プロダクトデザイナー百崎がこの唯一無二のフォルムは生み出していなければ、今頃はデバイスをこめかみにボンドで貼り付けていたかもしれない。
ソフトウェアエンジニア粟飯原が発話検知アルゴリズムを開発していなければ、BONX体験の鍵となるハンズフリー機能は実現できていなかった。
これだけのプロフェッショナル が集めてもなお開発は困難を極めた。
そもそも各パーツの開発の難易度が高かった。
VoIP(インターネット経由で音声をやり取りするテクノロジー)を電波環境の不安定な野外を移動しながら使うという発想自体が新しく、スクラッチから構築しなければならなかった。エンジニアがPC持参で山に行き、その場でデバッグをするという漫画のような光景が当たり前のように繰り広げられた。
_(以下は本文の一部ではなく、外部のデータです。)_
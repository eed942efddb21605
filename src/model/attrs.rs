//! Formatting attributes carried by style runs.

use std::fmt;
use std::ops::{BitOr, BitOrAssign};

use serde::{Deserialize, Serialize};

/// A single formatting attribute.
///
/// Paragraph attributes (headings, list items, block quotes, code blocks)
/// describe a whole line; inline attributes describe exactly the range of
/// their run.
#[derive(Debug, Clone, Copy, PartialEq, Eq, Hash, PartialOrd, Ord, Serialize, Deserialize)]
#[serde(rename_all = "kebab-case")]
#[repr(u8)]
pub enum Attr {
    Bold = 0,
    Italic = 1,
    Underline = 2,
    Strikethrough = 3,
    Monospace = 4,
    Superscript = 5,
    Heading1 = 6,
    Heading2 = 7,
    BulletListItem = 8,
    NumberedListItem = 9,
    BlockQuote = 10,
    /// Monospaced paragraph style: lines kept verbatim in one `<pre>` block.
    CodeBlock = 11,
}

impl Attr {
    pub const ALL: [Attr; 12] = [
        Attr::Bold,
        Attr::Italic,
        Attr::Underline,
        Attr::Strikethrough,
        Attr::Monospace,
        Attr::Superscript,
        Attr::Heading1,
        Attr::Heading2,
        Attr::BulletListItem,
        Attr::NumberedListItem,
        Attr::BlockQuote,
        Attr::CodeBlock,
    ];

    #[inline]
    const fn bit(self) -> u16 {
        1 << self as u8
    }

    /// Whether this attribute applies to a whole line rather than a range.
    pub fn is_paragraph(self) -> bool {
        AttrSet::PARAGRAPH.contains(self)
    }

    pub fn name(self) -> &'static str {
        match self {
            Attr::Bold => "bold",
            Attr::Italic => "italic",
            Attr::Underline => "underline",
            Attr::Strikethrough => "strikethrough",
            Attr::Monospace => "monospace",
            Attr::Superscript => "superscript",
            Attr::Heading1 => "heading-1",
            Attr::Heading2 => "heading-2",
            Attr::BulletListItem => "bullet-list-item",
            Attr::NumberedListItem => "numbered-list-item",
            Attr::BlockQuote => "block-quote",
            Attr::CodeBlock => "code-block",
        }
    }
}

impl fmt::Display for Attr {
    fn fmt(&self, f: &mut fmt::Formatter<'_>) -> fmt::Result {
        f.write_str(self.name())
    }
}

/// A compact set of [`Attr`]s.
///
/// Iteration order is the declaration order of [`Attr`], independent of the
/// order attributes were inserted.
#[derive(Clone, Copy, PartialEq, Eq, Hash, Default, PartialOrd, Ord)]
pub struct AttrSet(u16);

impl AttrSet {
    pub const EMPTY: AttrSet = AttrSet(0);

    pub const PARAGRAPH: AttrSet = AttrSet(
        Attr::Heading1.bit()
            | Attr::Heading2.bit()
            | Attr::BulletListItem.bit()
            | Attr::NumberedListItem.bit()
            | Attr::BlockQuote.bit()
            | Attr::CodeBlock.bit(),
    );

    pub const INLINE: AttrSet = AttrSet(
        Attr::Bold.bit()
            | Attr::Italic.bit()
            | Attr::Underline.bit()
            | Attr::Strikethrough.bit()
            | Attr::Monospace.bit()
            | Attr::Superscript.bit(),
    );

    #[inline]
    pub const fn new() -> Self {
        Self::EMPTY
    }

    #[inline]
    pub fn contains(self, attr: Attr) -> bool {
        self.0 & attr.bit() != 0
    }

    #[inline]
    pub fn insert(&mut self, attr: Attr) {
        self.0 |= attr.bit();
    }

    #[inline]
    pub fn remove(&mut self, attr: Attr) {
        self.0 &= !attr.bit();
    }

    #[inline]
    pub fn with(mut self, attr: Attr) -> Self {
        self.insert(attr);
        self
    }

    #[inline]
    pub fn is_empty(self) -> bool {
        self.0 == 0
    }

    #[inline]
    pub fn union(self, other: AttrSet) -> AttrSet {
        AttrSet(self.0 | other.0)
    }

    #[inline]
    pub fn intersection(self, other: AttrSet) -> AttrSet {
        AttrSet(self.0 & other.0)
    }

    /// The inline subset of this set.
    #[inline]
    pub fn inline(self) -> AttrSet {
        self.intersection(Self::INLINE)
    }

    /// The paragraph-level subset of this set.
    #[inline]
    pub fn paragraph(self) -> AttrSet {
        self.intersection(Self::PARAGRAPH)
    }

    pub fn iter(self) -> impl Iterator<Item = Attr> {
        Attr::ALL.into_iter().filter(move |a| self.contains(*a))
    }

    pub fn len(self) -> usize {
        self.0.count_ones() as usize
    }
}

impl From<Attr> for AttrSet {
    fn from(attr: Attr) -> Self {
        AttrSet(attr.bit())
    }
}

impl FromIterator<Attr> for AttrSet {
    fn from_iter<I: IntoIterator<Item = Attr>>(iter: I) -> Self {
        let mut set = AttrSet::EMPTY;
        for attr in iter {
            set.insert(attr);
        }
        set
    }
}

impl BitOr for AttrSet {
    type Output = AttrSet;

    fn bitor(self, rhs: AttrSet) -> AttrSet {
        self.union(rhs)
    }
}

impl BitOr<Attr> for AttrSet {
    type Output = AttrSet;

    fn bitor(self, rhs: Attr) -> AttrSet {
        self.with(rhs)
    }
}

impl BitOrAssign<Attr> for AttrSet {
    fn bitor_assign(&mut self, rhs: Attr) {
        self.insert(rhs);
    }
}

impl fmt::Debug for AttrSet {
    fn fmt(&self, f: &mut fmt::Formatter<'_>) -> fmt::Result {
        f.debug_set().entries(self.iter()).finish()
    }
}

// Serialized as a list of attribute names, e.g. `["bold", "heading-1"]`.
impl Serialize for AttrSet {
    fn serialize<S: serde::Serializer>(&self, serializer: S) -> Result<S::Ok, S::Error> {
        serializer.collect_seq(self.iter())
    }
}

impl<'de> Deserialize<'de> for AttrSet {
    fn deserialize<D: serde::Deserializer<'de>>(deserializer: D) -> Result<Self, D::Error> {
        let attrs = Vec::<Attr>::deserialize(deserializer)?;
        Ok(attrs.into_iter().collect())
    }
}

#[cfg(test)]
mod tests {
    use super::*;

    #[test]
    fn test_paragraph_and_inline_partition() {
        for attr in Attr::ALL {
            let set = AttrSet::from(attr);
            assert_ne!(set.inline().is_empty(), set.paragraph().is_empty(), "{attr}");
        }
    }

    #[test]
    fn test_iteration_order_is_canonical() {
        let a = AttrSet::new().with(Attr::Superscript).with(Attr::Bold);
        let b = AttrSet::new().with(Attr::Bold).with(Attr::Superscript);
        assert_eq!(a, b);
        assert_eq!(a.iter().collect::<Vec<_>>(), vec![Attr::Bold, Attr::Superscript]);
    }

    #[test]
    fn test_serde_uses_names() {
        let set = AttrSet::from(Attr::Heading1) | Attr::Italic;
        let json = serde_json::to_string(&set).unwrap();
        assert_eq!(json, r#"["italic","heading-1"]"#);
        let back: AttrSet = serde_json::from_str(&json).unwrap();
        assert_eq!(back, set);
    }
}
「イヤフォンは世の中にたくさんあるし」と思っていたのが間違いで、独自形状であることが開発難易度を格段に押し上げた。
そして初めて挑む中国でのものづくり…。何度も現地に足を運び、白酒とタバコの煙にまみれながら中国人エンジニアと深夜までやり合った。
BONX Gripの躍進
そんな数々の苦労を、BONXはチームの力で乗り越えた。
2016年12月、ついにBONX Gripの一般販売が開始された。
初めてBONXをつけて山に行った人は、それまでのスノーボードはとんかつにソースをかけないで食べていたようなものだったということに気づいた。
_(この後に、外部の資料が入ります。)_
//! Where notes come from.

pub mod sqlite;

use crate::error::Result;
use crate::model::Note;

pub use sqlite::SqliteSource;

/// A read-only store of notes.
pub trait NoteSource {
    /// Fail with [`Error::SchemaIncompatible`](crate::Error::SchemaIncompatible)
    /// if the store lacks structure that [`notes`](NoteSource::notes) reads.
    fn check_schema(&self) -> Result<()>;

    /// Every note to publish.
    fn notes(&self) -> Result<Vec<Note>>;
}

/// Notes held in memory.
#[derive(Debug, Clone, Default)]
pub struct MemorySource {
    notes: Vec<Note>,
}

impl MemorySource {
    pub fn new(notes: impl IntoIterator<Item = Note>) -> Self {
        Self {
            notes: notes.into_iter().collect(),
        }
    }

    pub fn push(&mut self, note: Note) {
        self.notes.push(note);
    }

    /// Mutable access to the note with `id`, for simulating edits.
    pub fn note_mut(&mut self, id: &str) -> Option<&mut Note> {
        self.notes.iter_mut().find(|n| n.id.as_str() == id)
    }

    pub fn remove(&mut self, id: &str) -> Option<Note> {
        let pos = self.notes.iter().position(|n| n.id.as_str() == id)?;
        Some(self.notes.remove(pos))
    }
}

impl NoteSource for MemorySource {
    fn check_schema(&self) -> Result<()> {
        Ok(())
    }

    fn notes(&self) -> Result<Vec<Note>> {
        Ok(self.notes.clone())
    }
}
//! The publish run.
//!
//! Stages run in a fixed order, each in its own span:
//! `check_schema`, `load_manifest`, `enumerate`, `assign_slugs`, `classify`,
//! `render`, `aggregates`, `persist`. Every fatal check happens before the
//! first write, and the manifest is written last.

use std::collections::{BTreeMap, BTreeSet};
use std::fs;
use std::io;
use std::path::Path;

use chrono::Utc;
use rayon::prelude::*;
use sha2::{Digest, Sha256};
use tracing::{debug, info, info_span, warn};

use super::feed::{self, FeedItem};
use super::manifest::{self, LoadedManifest, MANIFEST_VERSION, Manifest, ManifestEntry};
use super::output::{OutputTree, write_atomic};
use super::redirects::{RedirectFile, RedirectRule, merge_rules};
use super::site::UrlFormatter;
use super::slug::{Slug, compute_slug};
use super::templates::{TemplateKind, Templates, Vars};
use super::{PublishOptions, PublishReport, RejectedNote, StaleOutput, Warning};
use crate::decode::{DecodeIssue, DecodedNote, decode};
use crate::error::{Error, Result, SlugCollision};
use crate::model::{Note, NoteId};
use crate::render::{FootnoteStyle, StaticLinks, escape_xml, render};
use crate::source::NoteSource;

const INDEX_PAGE: &str = "index.html";
const FEED_FILE: &str = "feed.xml";

/// SHA-256 over everything about a note that shows up in its page.
///
/// The modification time is left out so that touching a note without
/// editing it does not trigger a render.
pub fn fingerprint(note: &Note) -> String {
    fn field(hasher: &mut Sha256, bytes: &[u8]) {
        hasher.update((bytes.len() as u64).to_le_bytes());
        hasher.update(bytes);
    }

    let mut hasher = Sha256::new();
    field(&mut hasher, note.title.as_bytes());
    hasher.update((note.folder_path.len() as u64).to_le_bytes());
    for folder in &note.folder_path {
        field(&mut hasher, folder.as_bytes());
    }
    field(&mut hasher, note.created.to_rfc3339().as_bytes());
    match &note.body {
        Some(body) => {
            hasher.update([1]);
            field(&mut hasher, body);
        }
        None => hasher.update([0]),
    }
    hex::encode(hasher.finalize())
}

#[derive(Debug, Clone, Copy, PartialEq, Eq)]
enum Status {
    New,
    Changed,
    Moved,
    Unchanged,
}

/// A note with its slug for this run.
#[derive(Debug)]
struct Assigned<'a> {
    note: &'a Note,
    slug: Slug,
    /// Stored slug, when this run reassigns it.
    moved_from: Option<Slug>,
    fingerprint: String,
    status: Status,
}

/// Output of rendering one note.
#[derive(Debug)]
struct Rendered {
    page: String,
    snippet: String,
    content: String,
    issues: Vec<DecodeIssue>,
}

/// Publishes notes with a fixed set of options and templates.
pub struct Publisher {
    options: PublishOptions,
    templates: Box<dyn Templates>,
    output: OutputTree,
}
間もなくGripは雪山を飛び出し、表参道の高級ブティックから高度3万フィードの機内まであらゆるフィールドでチームを支えるものとなった。
「グッドデザイン・ベスト 100」に留まらず、「JIDAデザインミュージアムセレクション」「Red Dot Award」「Design Intelligence Award」など世界のデザイン賞を次々と受賞した。
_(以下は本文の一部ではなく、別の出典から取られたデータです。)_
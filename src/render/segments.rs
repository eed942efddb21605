//! Run-length encoding of inline styles.
//!
//! Style runs may overlap, nest or abut in any order. Before any markup is
//! emitted, the runs covering a line are flattened into a [`SegmentMap`]: a
//! sequence of disjoint segments that covers the line exactly, each carrying
//! the full set of attributes active over it. Equal neighbours are merged, so
//! the encoding is canonical for a given set of input spans.

use std::cmp::Reverse;
use std::ops::Range;

use thiserror::Error;

use crate::model::{AttrSet, LinkTarget};

/// A footnote reference marker in the text.
#[derive(Debug, Clone, Copy, PartialEq, Eq, Hash, PartialOrd, Ord)]
pub struct FootnoteRef {
    /// 1-based footnote number.
    pub index: usize,
    /// 0 for the first reference to this footnote, 1 for the second, ...
    pub occurrence: usize,
}

/// How the text of a segment is emitted.
#[derive(Debug, Clone, Copy, PartialEq, Eq, Hash, Default)]
pub enum Mark {
    /// Emitted as escaped text with its attributes.
    #[default]
    Text,
    /// Not emitted at all (link syntax such as `[[` and `]]`).
    Hidden,
    /// Replaced by a footnote reference.
    Footnote(FootnoteRef),
}

/// Everything active over one segment.
#[derive(Debug, Clone, PartialEq, Eq, Hash, Default)]
pub struct InlineStyle {
    /// Inline attributes only.
    pub attrs: AttrSet,
    pub link: Option<LinkTarget>,
    pub mark: Mark,
}

impl InlineStyle {
    pub fn is_plain(&self) -> bool {
        self.attrs.is_empty() && self.link.is_none() && self.mark == Mark::Text
    }
}

/// An input annotation over a unit range.
#[derive(Debug, Clone, PartialEq, Eq)]
pub struct Span {
    pub range: Range<usize>,
    pub attrs: AttrSet,
    pub link: Option<LinkTarget>,
    pub mark: Mark,
}

impl Span {
    pub fn styled(range: Range<usize>, attrs: AttrSet) -> Self {
        Self {
            range,
            attrs: attrs.inline(),
            link: None,
            mark: Mark::Text,
        }
    }

    pub fn link(range: Range<usize>, target: LinkTarget) -> Self {
        Self {
            range,
            attrs: AttrSet::EMPTY,
            link: Some(target),
            mark: Mark::Text,
        }
    }

    pub fn marked(range: Range<usize>, mark: Mark) -> Self {
        Self {
            range,
            attrs: AttrSet::EMPTY,
            link: None,
            mark,
        }
    }
}

#[derive(Debug, Clone, PartialEq, Eq, Hash)]
pub struct Segment {
    pub range: Range<usize>,
    pub style: InlineStyle,
}

#[derive(Debug, Clone, PartialEq, Eq, Error)]
pub enum CoverageError {
    #[error("segments start at {found}, expected {expected}")]
    Gap { expected: usize, found: usize },
    #[error("empty segment at {0}")]
    Empty(usize),
    #[error("segments end at {found}, expected {expected}")]
    Short { expected: usize, found: usize },
}

/// Disjoint styled segments covering a range exactly.
#[derive(Debug, Clone, PartialEq, Eq)]
pub struct SegmentMap {
    range: Range<usize>,
    segments: Vec<Segment>,
}

impl SegmentMap {
    /// A single unstyled segment (or none, for an empty range).
    pub fn plain(range: Range<usize>) -> Self {
        let segments = if range.is_empty() {
            Vec::new()
        } else {
            vec![Segment {
                range: range.clone(),
                style: InlineStyle::default(),
            }]
        };
        Self { range, segments }
    }

    /// Validate that `segments` are non-empty, contiguous and cover `range`.
    pub fn from_segments(range: Range<usize>, segments: Vec<Segment>) -> Result<Self, CoverageError> {
        let mut cursor = range.start;
        for segment in &segments {
            if segment.range.start != cursor {
                return Err(CoverageError::Gap {
                    expected: cursor,
                    found: segment.range.start,
                });
            }
            if segment.range.is_empty() {
                return Err(CoverageError::Empty(segment.range.start));
            }
            cursor = segment.range.end;
        }
        if cursor != range.end.max(range.start) {
            return Err(CoverageError::Short {
                expected: range.end,
                found: cursor,
            });
        }
        Ok(Self { range, segments })
    }

    /// Flatten `spans` over `range`. Spans are clipped to the range.
    ///
    /// The result does not depend on the order of `spans`.
    pub fn build(range: Range<usize>, spans: &[Span]) -> Result<Self, CoverageError> {
        if range.is_empty() {
            return Self::from_segments(range, Vec::new());
        }

        let clipped: Vec<(Range<usize>, &Span)> = spans
            .iter()
            .filter_map(|span| {
                let start = span.range.start.max(range.start);
                let end = span.range.end.min(range.end);
                (start < end).then_some((start..end, span))
            })
            .collect();

        let mut bounds: Vec<usize> = Vec::with_capacity(clipped.len() * 2 + 2);
        bounds.push(range.start);
        bounds.push(range.end);
        for (r, _) in &clipped {
            bounds.push(r.start);
            bounds.push(r.end);
        }
        bounds.sort_unstable();
        bounds.dedup();

        // Sweep the boundaries, keeping the spans that are active.
        let mut by_start: Vec<usize> = (0..clipped.len()).collect();
        by_start.sort_by_key(|&i| clipped[i].0.start);
        let mut next = 0;
        let mut active: Vec<usize> = Vec::new();

        let mut segments: Vec<Segment> = Vec::with_capacity(bounds.len());
        for pair in bounds.windows(2) {
            let (lo, hi) = (pair[0], pair[1]);
            active.retain(|&i| clipped[i].0.end > lo);
            while next < by_start.len() && clipped[by_start[next]].0.start <= lo {
                active.push(by_start[next]);
                next += 1;
            }

            let style = fold_style(active.iter().map(|&i| (&clipped[i].0, clipped[i].1)));
            match segments.last_mut() {
                Some(last) if last.style == style => last.range.end = hi,
                _ => segments.push(Segment {
                    range: lo..hi,
                    style,
                }),
            }
        }

        Self::from_segments(range, segments)
    }

    pub fn range(&self) -> Range<usize> {
        self.range.clone()
    }

    pub fn segments(&self) -> &[Segment] {
        &self.segments
    }

    pub fn iter(&self) -> impl Iterator<Item = &Segment> {
        self.segments.iter()
    }

    pub fn len(&self) -> usize {
        self.segments.len()
    }

    pub fn is_empty(&self) -> bool {
        self.segments.is_empty()
    }
}

/// Combine the spans active over one segment.
///
/// Attributes union. Of several links the innermost wins: the one starting
/// last, then the shortest, then the smallest target. A hidden mark beats a
/// footnote mark, and either clears attributes and links.
fn fold_style<'a>(active: impl Iterator<Item = (&'a Range<usize>, &'a Span)>) -> InlineStyle {
    let mut attrs = AttrSet::EMPTY;
    let mut link: Option<(&Range<usize>, &LinkTarget)> = None;
    let mut mark = Mark::Text;

    for (range, span) in active {
        attrs = attrs.union(span.attrs.inline());
        if let Some(target) = &span.link {
            let candidate = (range, target);
            link = match link {
                Some(current) if link_key(current) <= link_key(candidate) => Some(current),
                _ => Some(candidate),
            };
        }
        mark = match (mark, span.mark) {
            (Mark::Hidden, _) | (_, Mark::Hidden) => Mark::Hidden,
            (Mark::Footnote(a), Mark::Footnote(b)) => Mark::Footnote(a.min(b)),
            (Mark::Footnote(a), Mark::Text) | (Mark::Text, Mark::Footnote(a)) => Mark::Footnote(a),
            (Mark::Text, Mark::Text) => Mark::Text,
        };
    }

    if mark != Mark::Text {
        return InlineStyle {
            attrs: AttrSet::EMPTY,
            link: None,
            mark,
        };
    }
    InlineStyle {
        attrs,
        link: link.map(|(_, target)| target.clone()),
        mark,
    }
}

fn link_key<'a>((range, target): (&Range<usize>, &'a LinkTarget)) -> (Reverse<usize>, usize, &'a LinkTarget) {
    (Reverse(range.start), range.end, target)
}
今ではBONX Gripの出荷台数は5万台に上っている。
次なるイノベーションへ、BONX miniのリリース
そしてこの冬、BONX Grip以来となる新しいハードウェア製品が満を持してリリースされる。
BONX miniだ。
BONX Gripよりもさりげなく、価格が安いminiは、より多くの人にこの体験を届けたいという思いで開発された。
クラウドファンディングでは約8,000万円を集め、この冬には一般販売も開始される予定だ。
ここまで読んで頂いたなら分かる通り、BONXはチームワークが生んだイノベーションである。BONX miniでより多くのチームが成長し、BONXのようなイノベーションがたくさん起こる世の中になることを祈っている。